### Work instruction
Scan the records below and copy every line that contains the string "error".

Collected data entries

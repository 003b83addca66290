//! Dual-thumb range slider.
//!
//! `RangeSlider` implements `ranger_core::Widget`, so any `Host` can embed it:
//!
//! ```rust
//! use ranger_core::prelude::*;
//! use ranger_ui::*;
//!
//! let mut host = HeadlessHost::new(Size::new(200.0, 26.0));
//! let mut slider = RangeSlider::new(RangeSliderArgs::default().size(200.0, 26.0));
//!
//! // grab the low thumb (center x = 13) and drag it to the middle
//! slider.handle_pointer_event(
//!     &PointerEvent::mouse(PointerEventKind::Down(PointerButton::Primary), Vec2::new(13.0, 14.0)),
//!     &mut host,
//! );
//! slider.handle_pointer_event(
//!     &PointerEvent::mouse(PointerEventKind::Move, Vec2::new(100.0, 14.0)),
//!     &mut host,
//! );
//! assert_eq!(slider.values(), (5000.0, 10000.0));
//! ```

pub mod domain;
pub mod error;
pub mod range_slider;
pub mod style;
pub mod thumb;

pub use domain::{Domain, fraction_to_value, value_to_fraction};
pub use error::{Error, Result};
pub use range_slider::{
    BORDER_WIDTH, CallbackRange, MIN_SIZE, RangeSlider, RangeSliderArgs, TRACK_HEIGHT,
};
pub use style::{SliderStyle, SliderTheme, ThumbPalette};
pub use thumb::{THUMB_SIZE, Thumb, ThumbKind, TrackMetrics};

### Task output
pub mod error;
pub use error::{Error, Result};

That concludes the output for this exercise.